Playing on a modern Steinway, the Italian pianist invests Bach’s keyboard works with vitality and a memorable soft-edged inwardness. Colli’s performance is characteristically thoughtful and considered, yet has a self-aware sense of the epic. It’s a monumentally well-paced performance that grips from each moment to the next.
Erica Jeal, The Guardian - UK ★★★★★
What shines through this new Bach disc is a sense of musical daring, and imagination too. He brings to the Ouverture of the Fourth Partita a compelling sense of grandeur, while the fast writing combines buoyancy with absolute clarity in the counterpoint, with myriad shifts of dynamics and phrasing. The Sarabande is a highlight on this new recording, full of iridescent beauty. And Colli’s revealing of the inner working of the Gigue is utterly compelling. There’s no doubt that Colli is one of the more original thinkers of his generation.

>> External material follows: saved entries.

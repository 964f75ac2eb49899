use crate::constants::{EFFECT_CREDIT, EFFECT_DEBIT};

/// Applies a price effect to an unsigned amount.
///
/// The API sends amounts as magnitudes and carries the sign in a companion
/// `*-effect` field. `Debit` yields a negative amount and `Credit` a positive
/// one; `None`, the empty string or any other text leaves the amount as sent.
///
/// # Examples
/// ```
/// use tastytrade_model::utils::finance::signed_amount;
///
/// assert_eq!(signed_amount(12.5, "Debit"), -12.5);
/// assert_eq!(signed_amount(12.5, "Credit"), 12.5);
/// assert_eq!(signed_amount(12.5, "None"), 12.5);
/// ```
#[must_use]
pub fn signed_amount(value: f64, effect: &str) -> f64 {
    match effect {
        EFFECT_DEBIT => -value.abs(),
        EFFECT_CREDIT => value.abs(),
        _ => value,
    }
}

/// Sums amounts after applying their effects
pub fn net_amount<'a, I>(amounts: I) -> f64
where
    I: IntoIterator<Item = (f64, &'a str)>,
{
    amounts
        .into_iter()
        .map(|(value, effect)| signed_amount(value, effect))
        .sum()
}
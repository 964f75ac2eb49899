use crate::constants::WIRE_DATE_FORMAT;
use crate::error::{AppError, AppResult};
use chrono::NaiveDate;

/// Parses a date-only wire field (`YYYY-MM-DD`)
///
/// Several fields (`funding-date`, `transaction-date`, `snapshot-date`, ...)
/// are sent as plain date text rather than timestamps and are kept as
/// `String` in the models; this turns them into a `NaiveDate` on demand.
///
/// # Errors
/// Returns [`AppError::InvalidInput`] when the text is not a valid date
pub fn parse_wire_date(text: &str) -> AppResult<NaiveDate> {
    NaiveDate::parse_from_str(text.trim(), WIRE_DATE_FORMAT)
        .map_err(|e| AppError::InvalidInput(format!("invalid date {text:?}: {e}")))
}
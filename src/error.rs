use crate::presentation::serialization::MalformedNumber;
use std::fmt;

/// Result alias used across the crate
pub type AppResult<T> = Result<T, AppError>;

/// Main error type for the library
#[derive(Debug)]
pub enum AppError {
    /// I/O failure while reading a payload
    Io(std::io::Error),
    /// JSON syntax or shape error reported by `serde_json`
    Json(serde_json::Error),
    /// A lenient numeric field held text that is not a float literal
    MalformedNumber(String),
    /// The API answered with its error envelope
    Api {
        /// Vendor error code, when present
        code: Option<String>,
        /// Human readable message from the vendor
        message: String,
    },
    /// Generic deserialization failure
    Deserialization(String),
    /// Invalid input supplied by the caller
    InvalidInput(String),
}

impl fmt::Display for AppError {
    fn fmt(&self, f: &mut fmt::Formatter<'_>) -> fmt::Result {
        match self {
            AppError::Io(e) => write!(f, "io error: {e}"),
            AppError::Json(e) => write!(f, "json error: {e}"),
            AppError::MalformedNumber(msg) => write!(f, "malformed numeric literal: {msg}"),
            AppError::Api {
                code: Some(code),
                message,
            } => write!(f, "api error [{code}]: {message}"),
            AppError::Api {
                code: None,
                message,
            } => write!(f, "api error: {message}"),
            AppError::Deserialization(msg) => write!(f, "deserialization error: {msg}"),
            AppError::InvalidInput(msg) => write!(f, "invalid input: {msg}"),
        }
    }
}

impl std::error::Error for AppError {
    fn source(&self) -> Option<&(dyn std::error::Error + 'static)> {
        match self {
            AppError::Io(e) => Some(e),
            AppError::Json(e) => Some(e),
            _ => None,
        }
    }
}

impl From<std::io::Error> for AppError {
    fn from(e: std::io::Error) -> Self {
        AppError::Io(e)
    }
}

impl From<serde_json::Error> for AppError {
    fn from(e: serde_json::Error) -> Self {
        AppError::Json(e)
    }
}

impl From<MalformedNumber> for AppError {
    fn from(e: MalformedNumber) -> Self {
        AppError::MalformedNumber(e.to_string())
    }
}
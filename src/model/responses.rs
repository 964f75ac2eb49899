/******************************************************************************
   Author: Joaquín Béjar García
   Email: jb@taunais.com
   Date: 15/10/26
******************************************************************************/

use pretty_simple_display::DisplaySimple;
use serde::{Deserialize, Serialize};

/// Envelope around every single-object response: `{"data": ..., "context": ...}`
#[derive(Debug, Clone, Serialize, Deserialize, PartialEq)]
pub struct DataResponse<T> {
    /// The payload
    pub data: T,
    /// Request path echoed by the API
    #[serde(default)]
    pub context: Option<String>,
}

/// Item list inside a list response
#[derive(Debug, Clone, Serialize, Deserialize, PartialEq)]
pub struct ItemsData<T> {
    /// The listed records
    #[serde(default = "Vec::new")]
    pub items: Vec<T>,
}

/// Envelope around list responses: `{"data": {"items": [...]}, "pagination": {...}}`
#[derive(Debug, Clone, Serialize, Deserialize, PartialEq)]
pub struct ItemsResponse<T> {
    /// The listed records
    pub data: ItemsData<T>,
    /// Request path echoed by the API
    #[serde(default)]
    pub context: Option<String>,
    /// Paging state, only present on paginated endpoints
    #[serde(default)]
    pub pagination: Option<Pagination>,
}

impl<T> ItemsResponse<T> {
    /// Number of items in the response
    #[must_use]
    pub fn len(&self) -> usize {
        self.data.items.len()
    }

    /// Returns true if the response holds no items
    #[must_use]
    pub fn is_empty(&self) -> bool {
        self.data.items.is_empty()
    }

    /// Returns an iterator over the items
    pub fn iter(&self) -> impl Iterator<Item = &T> {
        self.data.items.iter()
    }
}

/// Paging state of a list response
#[derive(Debug, Clone, DisplaySimple, Serialize, Deserialize, PartialEq, Default)]
#[serde(rename_all = "kebab-case", default)]
pub struct Pagination {
    pub per_page: i64,
    /// Zero-based index of the current page
    pub page_offset: i64,
    pub item_offset: i64,
    pub total_items: i64,
    pub total_pages: i64,
    pub current_item_count: i64,
    pub previous_link: Option<String>,
    pub next_link: Option<String>,
    pub paging_link_template: Option<String>,
}

impl Pagination {
    /// Whether pages remain after the current one
    #[must_use]
    pub fn has_next(&self) -> bool {
        self.page_offset + 1 < self.total_pages
    }
}

/// Envelope of a failed request: `{"error": {...}}`
#[derive(Debug, Clone, DisplaySimple, Serialize, Deserialize, PartialEq)]
pub struct ApiErrorResponse {
    /// The error itself
    pub error: ApiError,
}

/// Error reported by the API
#[derive(Debug, Clone, DisplaySimple, Serialize, Deserialize, PartialEq, Default)]
#[serde(default)]
pub struct ApiError {
    /// Machine readable code, e.g. "not_found"
    pub code: Option<String>,
    /// Human readable message
    pub message: String,
    /// Field level details, mostly for validation failures
    pub errors: Vec<ApiErrorDetail>,
}

/// One validation failure inside an [`ApiError`]
#[derive(Debug, Clone, DisplaySimple, Serialize, Deserialize, PartialEq, Default)]
#[serde(default)]
pub struct ApiErrorDetail {
    pub domain: Option<String>,
    pub code: Option<String>,
    pub reason: Option<String>,
    pub message: String,
}
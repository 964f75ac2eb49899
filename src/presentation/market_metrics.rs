use crate::presentation::serialization::LenientFloat;
use chrono::{DateTime, Utc};
use pretty_simple_display::DisplaySimple;
use serde::{Deserialize, Serialize};

/// Volatility, liquidity and fundamentals snapshot for a symbol
#[derive(Debug, Clone, DisplaySimple, Serialize, Deserialize, PartialEq, Default)]
#[serde(rename_all = "kebab-case", default)]
pub struct MarketMetricInfo {
    /// Symbol the metrics describe
    pub symbol: String,
    /// Implied volatility index
    pub implied_volatility_index: LenientFloat,
    /// Change of the implied volatility index over five days
    pub implied_volatility_index_5_day_change: LenientFloat,
    /// IV rank from the configured source
    pub implied_volatility_index_rank: LenientFloat,
    pub tos_implied_volatility_index_rank: LenientFloat,
    pub tw_implied_volatility_index_rank: LenientFloat,
    pub tos_implied_volatility_index_rank_updated_at: Option<DateTime<Utc>>,
    pub implied_volatility_index_rank_source: Option<String>,
    /// IV percentile
    pub implied_volatility_percentile: LenientFloat,
    pub implied_volatility_updated_at: Option<DateTime<Utc>>,
    pub implied_volatility_30_day: LenientFloat,
    pub historical_volatility_30_day: LenientFloat,
    pub historical_volatility_60_day: LenientFloat,
    pub historical_volatility_90_day: LenientFloat,
    pub iv_hv_30_day_difference: LenientFloat,
    pub liquidity_value: LenientFloat,
    pub liquidity_rank: LenientFloat,
    /// Liquidity rating from 0 to 4
    pub liquidity_rating: i64,
    pub beta: LenientFloat,
    pub beta_updated_at: Option<DateTime<Utc>>,
    /// Correlation with SPY over three months
    pub corr_spy_3month: LenientFloat,
    pub market_cap: LenientFloat,
    pub price_earnings_ratio: LenientFloat,
    pub earnings_per_share: LenientFloat,
    pub dividend_rate_per_share: LenientFloat,
    pub dividend_yield: LenientFloat,
    /// Dates below are `YYYY-MM-DD` text
    pub dividend_ex_date: Option<String>,
    pub dividend_next_date: Option<String>,
    pub dividend_pay_date: Option<String>,
    pub dividend_updated_at: Option<DateTime<Utc>>,
    pub lendability: Option<String>,
    pub borrow_rate: LenientFloat,
    pub listed_market: Option<String>,
    /// Creation date as `YYYY-MM-DD` text
    pub created_at: String,
    pub updated_at: Option<DateTime<Utc>>,
    /// Implied volatility per option expiration
    pub option_expiration_implied_volatilities: Vec<OptionExpirationImpliedVolatility>,
    /// Upcoming earnings, when known
    pub earnings: Option<EarningsInfo>,
}

/// Implied volatility of one option expiration
#[derive(Debug, Clone, DisplaySimple, Serialize, Deserialize, PartialEq, Default)]
#[serde(rename_all = "kebab-case", default)]
pub struct OptionExpirationImpliedVolatility {
    pub expiration_date: String,
    pub option_chain_type: String,
    pub settlement_type: String,
    pub implied_volatility: LenientFloat,
}

/// Next earnings report for a symbol
#[derive(Debug, Clone, DisplaySimple, Serialize, Deserialize, PartialEq, Default)]
#[serde(rename_all = "kebab-case", default)]
pub struct EarningsInfo {
    pub visible: bool,
    pub expected_report_date: String,
    pub estimated: bool,
    pub late_flag: i64,
    pub quarter_end_date: Option<String>,
    pub actual_eps: LenientFloat,
    pub consensus_estimate: LenientFloat,
    pub updated_at: Option<DateTime<Utc>>,
}

/// Historical dividend payment
#[derive(Debug, Clone, DisplaySimple, Serialize, Deserialize, PartialEq, Default)]
#[serde(rename_all = "kebab-case", default)]
pub struct DividendInfo {
    pub occurred_date: String,
    pub amount: LenientFloat,
}

/// Historical earnings report
#[derive(Debug, Clone, DisplaySimple, Serialize, Deserialize, PartialEq, Default)]
#[serde(rename_all = "kebab-case", default)]
pub struct EarningsReport {
    pub occurred_date: String,
    pub eps: LenientFloat,
}
/// Module containing environment configuration helpers
pub mod config;
/// Module containing date parsing helpers for date-only wire fields
pub mod date;
/// Module containing signed amount helpers
pub mod finance;
/// Module containing logging utilities
pub mod logger;

pub use date::*;
pub use finance::*;
pub use logger::*;
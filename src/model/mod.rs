/******************************************************************************
   Author: Joaquín Béjar García
   Email: jb@taunais.com
   Date: 14/10/26
******************************************************************************/
/// Decoding of raw response bodies
pub mod decoder;
/// Response envelopes shared by every endpoint
pub mod responses;
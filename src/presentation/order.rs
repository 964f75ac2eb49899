/******************************************************************************
   Author: Joaquín Béjar García
   Email: jb@taunais.com
   Date: 15/10/26
******************************************************************************/
use crate::presentation::serialization::LenientFloat;
use crate::utils::finance::signed_amount;
use chrono::{DateTime, Utc};
use pretty_simple_display::DisplaySimple;
use serde::{Deserialize, Serialize};

/// Order as reported by the order endpoints
#[derive(Debug, Clone, DisplaySimple, Serialize, Deserialize, PartialEq, Default)]
#[serde(rename_all = "kebab-case", default)]
pub struct Order {
    /// Order identifier
    pub id: i64,
    /// Account the order was placed in
    pub account_number: String,
    /// "Day", "GTC", "GTD", "Ext", ...
    pub time_in_force: String,
    /// Expiry date for GTD orders as `YYYY-MM-DD` text
    pub gtc_date: Option<String>,
    /// "Limit", "Market", "Stop", "Stop Limit", ...
    pub order_type: String,
    /// Order size in units of the ratio between legs
    pub size: i64,
    pub underlying_symbol: String,
    pub underlying_instrument_type: String,
    /// Limit price, unsigned
    pub price: LenientFloat,
    /// Sign of `price`
    pub price_effect: String,
    /// Notional value for notional market orders
    pub value: LenientFloat,
    pub value_effect: String,
    /// Trigger price for stop orders
    pub stop_trigger: LenientFloat,
    /// Order status, e.g. "Received", "Live", "Filled", "Cancelled"
    pub status: String,
    pub contingent_status: Option<String>,
    pub confirmation_status: Option<String>,
    pub cancellable: bool,
    pub cancelled_at: Option<DateTime<Utc>>,
    pub cancel_user_id: Option<String>,
    pub cancel_username: Option<String>,
    pub editable: bool,
    pub edited: bool,
    pub replacing_order_id: Option<String>,
    pub replaces_order_id: Option<String>,
    pub received_at: Option<DateTime<Utc>>,
    /// Last update as epoch milliseconds
    pub updated_at: i64,
    pub in_flight_at: Option<DateTime<Utc>>,
    pub live_at: Option<DateTime<Utc>>,
    pub reject_reason: Option<String>,
    pub user_id: Option<String>,
    pub username: Option<String>,
    pub terminal_at: Option<DateTime<Utc>>,
    pub complex_order_id: i64,
    pub complex_order_tag: Option<String>,
    pub preflight_id: Option<String>,
    pub global_request_id: Option<String>,
    pub external_identifier: Option<String>,
    pub source: Option<String>,
    /// Legs making up the order
    pub legs: Vec<OrderLeg>,
    /// Conditional routing rule, if any
    pub order_rule: Option<OrderRule>,
}

/// One leg of an order
#[derive(Debug, Clone, DisplaySimple, Serialize, Deserialize, PartialEq, Default)]
#[serde(rename_all = "kebab-case", default)]
pub struct OrderLeg {
    pub instrument_type: String,
    pub symbol: String,
    pub quantity: LenientFloat,
    pub remaining_quantity: LenientFloat,
    /// "Buy to Open", "Sell to Close", ...
    pub action: String,
    pub fills: Vec<Fill>,
}

impl OrderLeg {
    /// Total quantity filled across all fills of the leg
    #[must_use]
    pub fn filled_quantity(&self) -> f64 {
        self.fills.iter().map(|fill| fill.quantity.value()).sum()
    }
}

/// Execution of part or all of an order leg
#[derive(Debug, Clone, DisplaySimple, Serialize, Deserialize, PartialEq, Default)]
#[serde(rename_all = "kebab-case", default)]
pub struct Fill {
    pub ext_group_fill_id: String,
    pub ext_exec_id: String,
    pub fill_id: String,
    pub quantity: LenientFloat,
    pub fill_price: LenientFloat,
    pub filled_at: DateTime<Utc>,
    pub destination_venue: Option<String>,
}

/// Routing rule attached to a conditional order
#[derive(Debug, Clone, DisplaySimple, Serialize, Deserialize, PartialEq, Default)]
#[serde(rename_all = "kebab-case", default)]
pub struct OrderRule {
    pub route_after: Option<DateTime<Utc>>,
    pub routed_at: Option<DateTime<Utc>>,
    pub cancel_at: Option<DateTime<Utc>>,
    pub cancelled_at: Option<DateTime<Utc>>,
    pub order_conditions: Vec<OrderCondition>,
}

/// Market condition that triggers a conditional order
#[derive(Debug, Clone, DisplaySimple, Serialize, Deserialize, PartialEq, Default)]
#[serde(rename_all = "kebab-case", default)]
pub struct OrderCondition {
    pub id: String,
    pub action: String,
    pub symbol: String,
    pub instrument_type: String,
    /// Watched indicator, e.g. "last"
    pub indicator: String,
    /// "gte" or "lte"
    pub comparator: String,
    pub threshold: LenientFloat,
    pub is_threshold_based_on_notional: bool,
    pub triggered_at: Option<DateTime<Utc>>,
    pub triggered_value: LenientFloat,
    pub price_components: Vec<PriceComponent>,
}

/// Component of the price watched by an order condition
#[derive(Debug, Clone, DisplaySimple, Serialize, Deserialize, PartialEq, Default)]
#[serde(rename_all = "kebab-case", default)]
pub struct PriceComponent {
    pub symbol: String,
    pub instrument_type: String,
    pub quantity: LenientFloat,
    pub quantity_direction: String,
}

/// Group of orders linked together (OTO, OCO, OTOCO)
#[derive(Debug, Clone, DisplaySimple, Serialize, Deserialize, PartialEq, Default)]
#[serde(rename_all = "kebab-case", default)]
pub struct ComplexOrder {
    pub id: i64,
    pub account_number: String,
    /// Complex order type, e.g. "OCO"
    #[serde(rename = "type")]
    pub complex_type: String,
    pub terminal_at: Option<DateTime<Utc>>,
    pub ratio_price_threshold: LenientFloat,
    pub ratio_price_comparator: Option<String>,
    pub ratio_price_is_threshold_based_on_notional: bool,
    pub related_orders: Vec<RelatedOrder>,
    pub orders: Vec<Order>,
    /// Order whose fill releases the others
    pub trigger_order: Option<Order>,
}

/// Reference to another order of the same complex order
#[derive(Debug, Clone, DisplaySimple, Serialize, Deserialize, PartialEq, Default)]
#[serde(rename_all = "kebab-case", default)]
pub struct RelatedOrder {
    pub id: i64,
    pub complex_order_id: i64,
    pub complex_order_tag: Option<String>,
    pub replaces_order_id: Option<String>,
    pub replacing_order_id: Option<String>,
    pub status: String,
}

/// Result of submitting or dry-running an order
#[derive(Debug, Clone, DisplaySimple, Serialize, Deserialize, PartialEq, Default)]
#[serde(rename_all = "kebab-case", default)]
pub struct OrderResponse {
    /// Simple order, when a single order was sent
    pub order: Option<Order>,
    /// Complex order, when a linked group was sent
    pub complex_order: Option<ComplexOrder>,
    pub warnings: Vec<OrderMessage>,
    pub errors: Vec<OrderMessage>,
    pub buying_power_effect: Option<BuyingPowerEffect>,
    pub fee_calculation: Option<FeeCalculation>,
}

/// Warning or error reported by order validation
#[derive(Debug, Clone, DisplaySimple, Serialize, Deserialize, PartialEq, Default)]
#[serde(rename_all = "kebab-case", default)]
pub struct OrderMessage {
    pub code: String,
    pub message: String,
    pub preflight_id: Option<String>,
}

/// Effect an order would have on buying power
#[derive(Debug, Clone, DisplaySimple, Serialize, Deserialize, PartialEq, Default)]
#[serde(rename_all = "kebab-case", default)]
pub struct BuyingPowerEffect {
    pub change_in_margin_requirement: LenientFloat,
    pub change_in_margin_requirement_effect: String,
    pub change_in_buying_power: LenientFloat,
    pub change_in_buying_power_effect: String,
    pub current_buying_power: LenientFloat,
    pub current_buying_power_effect: String,
    pub new_buying_power: LenientFloat,
    pub new_buying_power_effect: String,
    pub isolated_order_margin_requirement: LenientFloat,
    pub isolated_order_margin_requirement_effect: String,
    pub is_spread: bool,
    pub impact: LenientFloat,
    pub effect: String,
}

/// Fees an order would incur
#[derive(Debug, Clone, DisplaySimple, Serialize, Deserialize, PartialEq, Default)]
#[serde(rename_all = "kebab-case", default)]
pub struct FeeCalculation {
    pub regulatory_fees: LenientFloat,
    pub regulatory_fees_effect: String,
    pub clearing_fees: LenientFloat,
    pub clearing_fees_effect: String,
    pub commission: LenientFloat,
    pub commission_effect: String,
    pub proprietary_index_option_fees: LenientFloat,
    pub proprietary_index_option_fees_effect: String,
    pub total_fees: LenientFloat,
    pub total_fees_effect: String,
}

impl FeeCalculation {
    /// Total fees with their effect applied
    #[must_use]
    pub fn signed_total_fees(&self) -> f64 {
        signed_amount(self.total_fees.value(), &self.total_fees_effect)
    }
}
use crate::presentation::serialization::LenientFloat;
use pretty_simple_display::DisplaySimple;
use serde::{Deserialize, Serialize};

/// Margin requirement report for an account
#[derive(Debug, Clone, DisplaySimple, Serialize, Deserialize, PartialEq, Default)]
#[serde(rename_all = "kebab-case", default)]
pub struct MarginRequirements {
    pub account_number: String,
    pub description: String,
    /// "Reg T", "Portfolio Margin", ...
    pub margin_calculation_type: String,
    pub option_level: String,
    pub margin_requirement: LenientFloat,
    pub margin_requirement_effect: String,
    pub initial_requirement: LenientFloat,
    pub initial_requirement_effect: String,
    pub maintenance_requirement: LenientFloat,
    pub maintenance_requirement_effect: String,
    pub margin_equity: LenientFloat,
    pub margin_equity_effect: String,
    pub option_buying_power: LenientFloat,
    pub option_buying_power_effect: String,
    pub reg_t_margin_requirement: LenientFloat,
    pub reg_t_margin_requirement_effect: String,
    pub reg_t_option_buying_power: LenientFloat,
    pub reg_t_option_buying_power_effect: String,
    pub maintenance_excess: LenientFloat,
    pub maintenance_excess_effect: String,
    /// Requirement breakdown per underlying
    pub groups: Vec<MarginGroup>,
    /// Epoch milliseconds of the state the report was computed from
    pub last_state_timestamp: i64,
}

/// Margin requirement of one underlying or strategy group.
///
/// Groups nest: an underlying group holds strategy groups in `groups`, and the
/// innermost groups list the positions they cover.
#[derive(Debug, Clone, DisplaySimple, Serialize, Deserialize, PartialEq, Default)]
#[serde(rename_all = "kebab-case", default)]
pub struct MarginGroup {
    pub description: String,
    pub code: String,
    pub underlying_symbol: String,
    pub underlying_type: String,
    pub expected_price_range_up_percent: LenientFloat,
    pub expected_price_range_down_percent: LenientFloat,
    pub point_of_no_return_percent: LenientFloat,
    pub margin_calculation_type: String,
    pub margin_requirement: LenientFloat,
    pub margin_requirement_effect: String,
    pub initial_requirement: LenientFloat,
    pub initial_requirement_effect: String,
    pub maintenance_requirement: LenientFloat,
    pub maintenance_requirement_effect: String,
    pub buying_power: LenientFloat,
    pub buying_power_effect: String,
    pub price_increase_percent: LenientFloat,
    pub price_decrease_percent: LenientFloat,
    pub groups: Vec<MarginGroup>,
    pub position_entries: Vec<MarginPositionEntry>,
}

impl MarginGroup {
    /// Number of position entries in this group and all nested groups
    #[must_use]
    pub fn position_count(&self) -> usize {
        self.position_entries.len()
            + self
                .groups
                .iter()
                .map(MarginGroup::position_count)
                .sum::<usize>()
    }
}

/// Position covered by a margin group
#[derive(Debug, Clone, DisplaySimple, Serialize, Deserialize, PartialEq, Default)]
#[serde(rename_all = "kebab-case", default)]
pub struct MarginPositionEntry {
    pub instrument_symbol: String,
    pub instrument_type: String,
    pub quantity: LenientFloat,
    pub average_open_price: LenientFloat,
    pub close_price: LenientFloat,
    pub fixing_price: LenientFloat,
    pub strike_price: LenientFloat,
    pub option_type: Option<String>,
    pub deliverable_quantity: LenientFloat,
    /// Expiration date as `YYYY-MM-DD` text
    pub expiration_date: Option<String>,
}

/// Effective margin rates for an underlying symbol
#[derive(Debug, Clone, DisplaySimple, Serialize, Deserialize, PartialEq, Default)]
#[serde(rename_all = "kebab-case", default)]
pub struct EffectiveMarginRequirements {
    pub underlying_symbol: String,
    pub long_equity_initial: LenientFloat,
    pub short_equity_initial: LenientFloat,
    pub long_equity_maintenance: LenientFloat,
    pub short_equity_maintenance: LenientFloat,
    pub naked_option_standard: LenientFloat,
    pub naked_option_minimum: LenientFloat,
    pub naked_option_floor: LenientFloat,
    pub clearing_identifier: Option<String>,
    pub is_deleted: bool,
}

/// Platform-wide margin configuration
#[derive(Debug, Clone, DisplaySimple, Serialize, Deserialize, PartialEq, Default)]
#[serde(rename_all = "kebab-case", default)]
pub struct MarginRequirementsGlobalConfiguration {
    pub risk_free_rate: LenientFloat,
}
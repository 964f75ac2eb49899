mod test_market_metrics;
mod test_order;
mod test_position;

Harriet Smith, Gramophone - UK
Whatever he plays, whatever he does, Colli compels attention. Take the way he steers the full power of his Steinway through accelerating crescendos and their reverse in the Bach-Busoni Chaconne. Listen to his fading retreat from the slow movement of the Italian Concerto. Better yet, there’s his Sarabande in the Partita, where he heightens Bach’s transfigured version of an old dance form by pausing at times for up to several seconds, putting listener and music on tenterhooks. Indeed, I’d place this D major Partita as the album’s real transcendent experience. It’s here that the clarity of Colli’s fingerwork brings the most benefit, along with his engineering skills. Every movement is carefully weighted to form part of a whole, from the grandiose flourishes opening the Overture to the three-minute sprint of the final Gigue. On this album, you get three dimensions, sometimes more.